Achmad Laily Maulidi, Kepala BPBD Sumenep, mengatakan, laporan per 2 Oktober, terdapat 200 bangunan terdampak gempa, namun masih kajian lapangan untuk memastikan data sekaligus menilai tindakan apa saja yang perlu mereka lakukan.
“Data sementara yang masuk ke kami itu kurang lebih 200 … mulai dari rusak ringan sampai rusak berat. Itu data update terakhir. Data itu bisa bertambah atau bisa berkurang setelah kami lakukan asesmen,” kata Laily pada Mongabay, Kamis (2/10/25).
Korban gempa terbanyak ada di Kecamatan Nonggunong dan Gayam (Pulau Sapudi). Selain bangunan yang rusak, laporan terakhir yang masuk, terdapat enam orang luka-luka.
Untuk sementara, BPBD Sumenep, memberikan bantuan makanan instan bagi warga terdampak gempa. Sedangkan masalah teknis pemulihan infrastruktur umum nantinya instansi terkait lakukan setelah melakukan kajian lapangan secara cermat.
Daryono, Direktur Gempa Bumi dan Tsunami Badan Meteorologi, Klimatologi, dan Geofisika (BMKG), mengatakan, ini gempa bumi jenis dangkal akibat aktivitas sesar aktif di bawah laut.
Daerah yang mendapatkan dampak paling parah dari gempa ini adalah di Pulau Sapudi dengan skala intensitas V-VI MMI. Semua orang merasakan getaran dan terjadi kerusakan ringan. Sedangkan untuk Sumenep bagian daratan, skala intensitas IV MII. Di skala ini, jendela atau pintu berderik, dinding berbunyi, dan gerabah pecah.
“Hingga pukul 00.29 WIB, hasil monitoring BMKG menunjukkan adanya empat aktivitas gempa bumi susulan (aftershock) dengan magnitudo terbesar M4.4,” katanya, Rabu (1/10/25).
Dia pun mengimbau masyarakat menghindari bangunan retak atau rusak, serta memastikan tinggal di rumah atau bangunan yang cukup tahan gempa.
Mas’udi, warga Desa pancor, Kecamatan Gayam, mengatakan, bukan kali pertama gempa terjadi di Pulau Sapudi. Tahun 2018, pernah terjadi gempa skala lebih rendah–magnitudo 6,4–tetapi memiliki dampak kerusakan lebih tinggi dari kali ini.

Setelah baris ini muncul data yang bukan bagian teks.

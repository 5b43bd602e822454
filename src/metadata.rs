use std::sync::LazyLock;

use chrono::{DateTime, FixedOffset, NaiveDate, NaiveDateTime, TimeZone as _, Utc};
use regex::Regex;
use url::Url;

use crate::fields::{Characters, FieldValue};
use crate::language;

pub type Timestamp = DateTime<FixedOffset>;

static ILLEGAL_FILENAME_CHARS: LazyLock<Regex> =
    LazyLock::new(|| Regex::new(r#"[<>:"/\\|?]"#).expect("valid filename regex"));

#[derive(Debug, Clone, Default, PartialEq, Eq)]
pub struct Author {
    pub name: String,
    pub url: Option<Url>,
}

/// One entry of a story's chapter list.
#[derive(Debug, Clone, PartialEq, Eq)]
pub enum ChapterEntry {
    /// Addressed by its 1-based position.
    Title(String),
    /// Addressed by a site-specific identifier.
    Identified { id: String, title: String },
}

impl ChapterEntry {
    pub fn title(&self) -> &str {
        match self {
            Self::Title(title) | Self::Identified { title, .. } => title,
        }
    }

    /// Value handed to the adapter when building this chapter's URL.
    pub fn url_value(&self, index: usize) -> String {
        match self {
            Self::Title(_) => index.to_string(),
            Self::Identified { id, .. } => id.clone(),
        }
    }
}

#[derive(Debug, Clone, PartialEq, Eq)]
pub struct Extra {
    pub name: String,
    pub value: FieldValue,
}

/// Everything an adapter learns from a story's main page.
#[derive(Debug, Clone, PartialEq, Eq)]
pub struct StoryDetails {
    pub title: String,
    pub author: Author,
    pub complete: bool,
    pub published: Option<Timestamp>,
    pub updated: Option<Timestamp>,
    pub language: String,
    pub category: Option<String>,
    pub genres: Vec<String>,
    pub characters: Characters,
    pub words: u64,
    pub rating: Option<String>,
    pub tags: Vec<String>,
    pub summary: Option<String>,
    pub extras: Vec<Extra>,
}

impl Default for StoryDetails {
    fn default() -> Self {
        Self {
            title: String::new(),
            author: Author::default(),
            complete: false,
            published: None,
            updated: None,
            language: "English".to_owned(),
            category: None,
            genres: Vec::new(),
            characters: Characters::default(),
            words: 0,
            rating: None,
            tags: Vec::new(),
            summary: None,
            extras: Vec::new(),
        }
    }
}

impl StoryDetails {
    /// Drops `updated` when it carries no information beyond `published`.
    pub fn finish(mut self) -> Self {
        if self.updated == self.published {
            self.updated = None;
        }
        self
    }
}

#[derive(Debug, Clone, PartialEq, Eq)]
pub struct Metadata {
    /// Canonical story URL; `None` for stories assembled from loose pages.
    pub url: Option<Url>,
    pub details: StoryDetails,
    pub chapters: Vec<ChapterEntry>,
    pub downloaded: Timestamp,
}

impl Metadata {
    pub fn new(
        url: Option<Url>,
        details: StoryDetails,
        chapters: Vec<ChapterEntry>,
        downloaded: Timestamp,
    ) -> Self {
        Self {
            url,
            details: details.finish(),
            chapters,
            downloaded,
        }
    }

    /// `"N/N"` for complete stories, `"N/??"` otherwise.
    pub fn chapter_status(&self) -> String {
        let count = self.chapters.len();
        if self.details.complete {
            format!("{count}/{count}")
        } else {
            format!("{count}/??")
        }
    }

    pub fn lang_tag(&self) -> String {
        language::lang_tag(&self.details.language)
    }

    /// `"<author> - <title>.epub"`, prefixed with `[ADULT] ` for adult sites.
    ///
    /// Both names are sanitized, so the result is always a single path component.
    pub fn filename(&self, adult: bool) -> String {
        let name = format!(
            "{} - {}.epub",
            self.details.author.name, self.details.title
        );
        let name = ILLEGAL_FILENAME_CHARS.replace_all(&name, "_");
        if adult {
            format!("[ADULT] {name}")
        } else {
            name.into_owned()
        }
    }
}

pub fn now() -> Timestamp {
    chrono::Local::now().fixed_offset()
}

pub fn from_unix(seconds: i64) -> Option<Timestamp> {
    Utc.timestamp_opt(seconds, 0)
        .single()
        .map(|dt| dt.fixed_offset())
}

/// Date without a time of day, taken as midnight UTC.
pub fn from_date(date: NaiveDate) -> Timestamp {
    Utc.from_utc_datetime(&date.and_time(chrono::NaiveTime::MIN))
        .fixed_offset()
}

pub fn from_naive(datetime: NaiveDateTime) -> Timestamp {
    Utc.from_utc_datetime(&datetime).fixed_offset()
}

/// Parses a date in any of `formats`; date-only formats land at midnight UTC.
pub fn parse_date(value: &str, formats: &[&str]) -> anyhow::Result<Timestamp> {
    let value = value.trim();
    for format in formats {
        if let Ok(datetime) = NaiveDateTime::parse_from_str(value, format) {
            return Ok(from_naive(datetime));
        }
        if let Ok(date) = NaiveDate::parse_from_str(value, format) {
            return Ok(from_date(date));
        }
    }
    if let Ok(datetime) = DateTime::parse_from_rfc3339(value) {
        return Ok(datetime);
    }
    anyhow::bail!("unrecognised date {value:?}")
}

#[cfg(test)]
mod tests {
    use super::*;

    fn metadata(details: StoryDetails, chapters: usize) -> Metadata {
        Metadata::new(
            None,
            details,
            (1..=chapters)
                .map(|n| ChapterEntry::Title(format!("Chapter {n}")))
                .collect(),
            now(),
        )
    }

    #[test]
    fn filename_replaces_illegal_characters() {
        let details = StoryDetails {
            title: "What? A <Story>: Part 1/2".to_owned(),
            author: Author {
                name: "Some|Author".to_owned(),
                url: None,
            },
            ..StoryDetails::default()
        };
        let metadata = metadata(details, 1);
        assert_eq!(
            metadata.filename(false),
            "Some_Author - What_ A _Story__ Part 1_2.epub"
        );
        assert!(metadata.filename(true).starts_with("[ADULT] Some_Author"));
    }

    #[test]
    fn author_names_cannot_leave_the_directory() {
        let details = StoryDetails {
            title: "Songs".to_owned(),
            author: Author {
                name: "../AC/DC".to_owned(),
                url: None,
            },
            ..StoryDetails::default()
        };
        let name = metadata(details, 1).filename(false);
        assert_eq!(name, ".._AC_DC - Songs.epub");
        assert_eq!(std::path::Path::new(&name).components().count(), 1);
    }

    #[test]
    fn updated_equal_to_published_is_dropped() {
        let published = parse_date("2019-03-14", &["%Y-%m-%d"]).expect("date");
        let details = StoryDetails {
            published: Some(published),
            updated: Some(published),
            ..StoryDetails::default()
        };
        assert_eq!(metadata(details, 1).details.updated, None);
    }

    #[test]
    fn chapter_status_reflects_completion() {
        let mut details = StoryDetails::default();
        assert_eq!(metadata(details.clone(), 3).chapter_status(), "3/??");
        details.complete = true;
        assert_eq!(metadata(details, 3).chapter_status(), "3/3");
    }

    #[test]
    fn dates_parse_in_several_shapes() {
        let date = parse_date("03/14/19", &["%m/%d/%y"]).expect("us date");
        assert_eq!(date.to_rfc3339(), "2019-03-14T00:00:00+00:00");

        let date = parse_date("January 5, 2019", &["%B %d, %Y"]).expect("long date");
        assert_eq!(date.to_rfc3339(), "2019-01-05T00:00:00+00:00");

        let stamp = from_unix(1_550_000_000).expect("unix");
        assert_eq!(stamp.to_rfc3339(), "2019-02-12T19:33:20+00:00");

        assert!(parse_date("soon", &["%Y-%m-%d"]).is_err());
    }
}
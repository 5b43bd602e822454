use std::process::ExitCode;

use anyhow::Context as _;
use clap::Parser as _;

fn main() -> ExitCode {
    if let Err(err) = try_main() {
        eprintln!("{err:#}");
        return storypack::error::exit_code_for(&err);
    }

    ExitCode::SUCCESS
}

fn try_main() -> anyhow::Result<()> {
    let cli = storypack::cli::Cli::parse();
    storypack::logging::init(&cli.global.log_file).context("init logging")?;
    tracing::debug!(?cli, "parsed cli");

    storypack::app::run(cli)
}
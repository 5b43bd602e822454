use crate::xhtml::xml_escape;

const WIDTH: u32 = 600;
const HEIGHT: u32 = 800;
const LINE_CHARS: usize = 18;

const PALETTE: &[(&str, &str)] = &[
    ("#264653", "#e9c46a"),
    ("#3d405b", "#f2cc8f"),
    ("#5f0f40", "#fb8b24"),
    ("#003049", "#fcbf49"),
    ("#283618", "#fefae0"),
    ("#22223b", "#c9ada7"),
];

/// Cover image stored in the book, generated or carried over from an earlier copy.
#[derive(Debug, Clone, PartialEq, Eq)]
pub struct Cover {
    /// File name under `OEBPS/`.
    pub file_name: String,
    pub media_type: String,
    pub data: Vec<u8>,
}

impl Cover {
    pub fn generate(title: &str, author: &str) -> Self {
        Self {
            file_name: "cover.svg".to_owned(),
            media_type: "image/svg+xml".to_owned(),
            data: render_svg(title, author).into_bytes(),
        }
    }
}

fn render_svg(title: &str, author: &str) -> String {
    let seed = title.bytes().map(usize::from).sum::<usize>();
    let (background, ink) = PALETTE[seed % PALETTE.len()];

    let mut out = String::new();
    out.push_str("<?xml version=\"1.0\" encoding=\"utf-8\"?>\n");
    out.push_str(&format!(
        "<svg xmlns=\"http://www.w3.org/2000/svg\" version=\"1.1\" width=\"{WIDTH}\" height=\"{HEIGHT}\" viewBox=\"0 0 {WIDTH} {HEIGHT}\">\n"
    ));
    out.push_str(&format!(
        "  <rect width=\"{WIDTH}\" height=\"{HEIGHT}\" fill=\"{background}\" />\n"
    ));
    out.push_str(&format!(
        "  <rect x=\"30\" y=\"30\" width=\"{}\" height=\"{}\" fill=\"none\" stroke=\"{ink}\" stroke-width=\"4\" />\n",
        WIDTH - 60,
        HEIGHT - 60
    ));
    for (i, line) in wrap(title, LINE_CHARS).iter().enumerate() {
        out.push_str(&format!(
            "  <text x=\"{}\" y=\"{}\" fill=\"{ink}\" font-family=\"serif\" font-size=\"48\" text-anchor=\"middle\">{}</text>\n",
            WIDTH / 2,
            220 + 60 * i,
            xml_escape(line)
        ));
    }
    out.push_str(&format!(
        "  <text x=\"{}\" y=\"{}\" fill=\"{ink}\" font-family=\"serif\" font-size=\"32\" font-style=\"italic\" text-anchor=\"middle\">{}</text>\n",
        WIDTH / 2,
        HEIGHT - 120,
        xml_escape(author)
    ));
    out.push_str("</svg>\n");
    out
}

/// Greedy word wrap; words longer than `width` get a line of their own.
fn wrap(text: &str, width: usize) -> Vec<String> {
    let mut lines: Vec<String> = Vec::new();
    for word in text.split_whitespace() {
        match lines.last_mut() {
            Some(line) if line.chars().count() + 1 + word.chars().count() <= width => {
                line.push(' ');
                line.push_str(word);
            }
            _ => lines.push(word.to_owned()),
        }
    }
    lines
}
//! Serializes parsed HTML back out as XHTML that an EPUB reader accepts.

use scraper::{ElementRef, Node};

const VOID_TAGS: &[&str] = &[
    "area", "base", "br", "col", "embed", "hr", "img", "input", "link", "meta", "param", "source",
    "track", "wbr",
];

/// What to do with an element while serializing.
#[derive(Debug, Clone, Copy, PartialEq, Eq)]
pub enum Edit {
    Keep,
    Drop,
    /// Keep, replacing any `class` attribute.
    Class(&'static str),
}

pub fn xml_escape(input: &str) -> String {
    input
        .replace('&', "&amp;")
        .replace('<', "&lt;")
        .replace('>', "&gt;")
        .replace('"', "&quot;")
        .replace('\'', "&apos;")
}

fn escape_text(input: &str) -> String {
    input
        .replace('&', "&amp;")
        .replace('<', "&lt;")
        .replace('>', "&gt;")
}

pub fn outer_html(element: ElementRef<'_>) -> String {
    let mut out = String::new();
    write_element(&mut out, element, &|_| Edit::Keep);
    out
}

pub fn inner_html(element: ElementRef<'_>) -> String {
    let mut out = String::new();
    write_children(&mut out, element, &|_| Edit::Keep);
    out
}

/// Each child node (text included) of `parent`, serialized on its own.
pub fn child_fragments(parent: ElementRef<'_>) -> Vec<String> {
    parent
        .children()
        .filter_map(|child| match child.value() {
            Node::Text(text) => Some(escape_text(text)),
            Node::Element(_) => ElementRef::wrap(child).map(outer_html),
            _ => None,
        })
        .collect()
}

pub fn write_children(
    out: &mut String,
    parent: ElementRef<'_>,
    edit: &dyn Fn(ElementRef<'_>) -> Edit,
) {
    for child in parent.children() {
        match child.value() {
            Node::Text(text) => out.push_str(&escape_text(text)),
            Node::Element(_) => {
                if let Some(element) = ElementRef::wrap(child) {
                    write_element(out, element, edit);
                }
            }
            _ => {}
        }
    }
}

pub fn write_element(
    out: &mut String,
    element: ElementRef<'_>,
    edit: &dyn Fn(ElementRef<'_>) -> Edit,
) {
    let decision = edit(element);
    if decision == Edit::Drop {
        return;
    }

    let name = element.value().name();
    out.push('<');
    out.push_str(name);
    for (attr, value) in element.value().attrs() {
        if attr == "class" && matches!(decision, Edit::Class(_)) {
            continue;
        }
        out.push_str(&format!(" {attr}=\"{}\"", xml_escape(value)));
    }
    if let Edit::Class(class) = decision {
        out.push_str(&format!(" class=\"{class}\""));
    }

    if VOID_TAGS.contains(&name) {
        out.push_str(" />");
        return;
    }
    out.push('>');
    write_children(out, element, edit);
    out.push_str("</");
    out.push_str(name);
    out.push('>');
}

/// Parses an HTML fragment and writes its top-level nodes back out through `edit`.
pub fn rewrite_fragment(html: &str, edit: &dyn Fn(ElementRef<'_>) -> Edit) -> String {
    let fragment = scraper::Html::parse_fragment(html);
    let mut out = String::new();
    write_children(&mut out, fragment.root_element(), edit);
    out
}
use std::process::ExitCode;

/// Conditions that end the whole run instead of skipping one story.
#[derive(Debug, thiserror::Error)]
pub enum FatalError {
    #[error("could not fetch main page {url}: HTTP {status}")]
    MainPage { url: String, status: u16 },

    #[error("gave up looking for {title:?} after {pages} listing pages")]
    ListingPagesExhausted { title: String, pages: u32 },
}

impl FatalError {
    pub fn exit_code(&self) -> u8 {
        match self {
            Self::MainPage { .. } => 1,
            Self::ListingPagesExhausted { .. } => 10,
        }
    }
}

pub fn exit_code_for(err: &anyhow::Error) -> ExitCode {
    err.chain()
        .find_map(|cause| cause.downcast_ref::<FatalError>())
        .map(|fatal| ExitCode::from(fatal.exit_code()))
        .unwrap_or(ExitCode::FAILURE)
}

Saat itu, terdapat korban empat orang meninggal dan 500 rumah rusak. Kali ini,warga alami luka-luka dan rumah-rumah rusak.
“Kebanyakan rumah yang terdampak yang tidak ada coran,” katanya, Kamis (02/10/25).
Dia bilang, gempa susulan masih datang pagi hari dengan getaran yang jauh lebih kecil. Warga yang panik pun menetap di luar rumah, mencari tempat yang lebih aman.
Dia pun berharap bantuan yang datang bisa tepat sasaran dan penanganannya kompeten.
Sementara di pulau lain, gempa tidak berdampak separah Pulau Sapudi. Saat gempa berlangsung, orang-orang tetap panik dan waspada setelahnya.
Di Pulau Giliraja, misal, tidak ada kerusakan signifikan. Namun, Sahari, warga yang tengah berada di Desa Lombang, bilang, gempa membuat bangunan berderit.
Kala itu, dia hendak sholat, namun gempa yang terjadi membuatnya cepat keluar rumah, Informasi gempa, katanya, tersiar lewat pengeras suara masjid, mengimbau warga waspada. Sebagian warga ke luar rumah, sebagian lain ada yang tetap tidur.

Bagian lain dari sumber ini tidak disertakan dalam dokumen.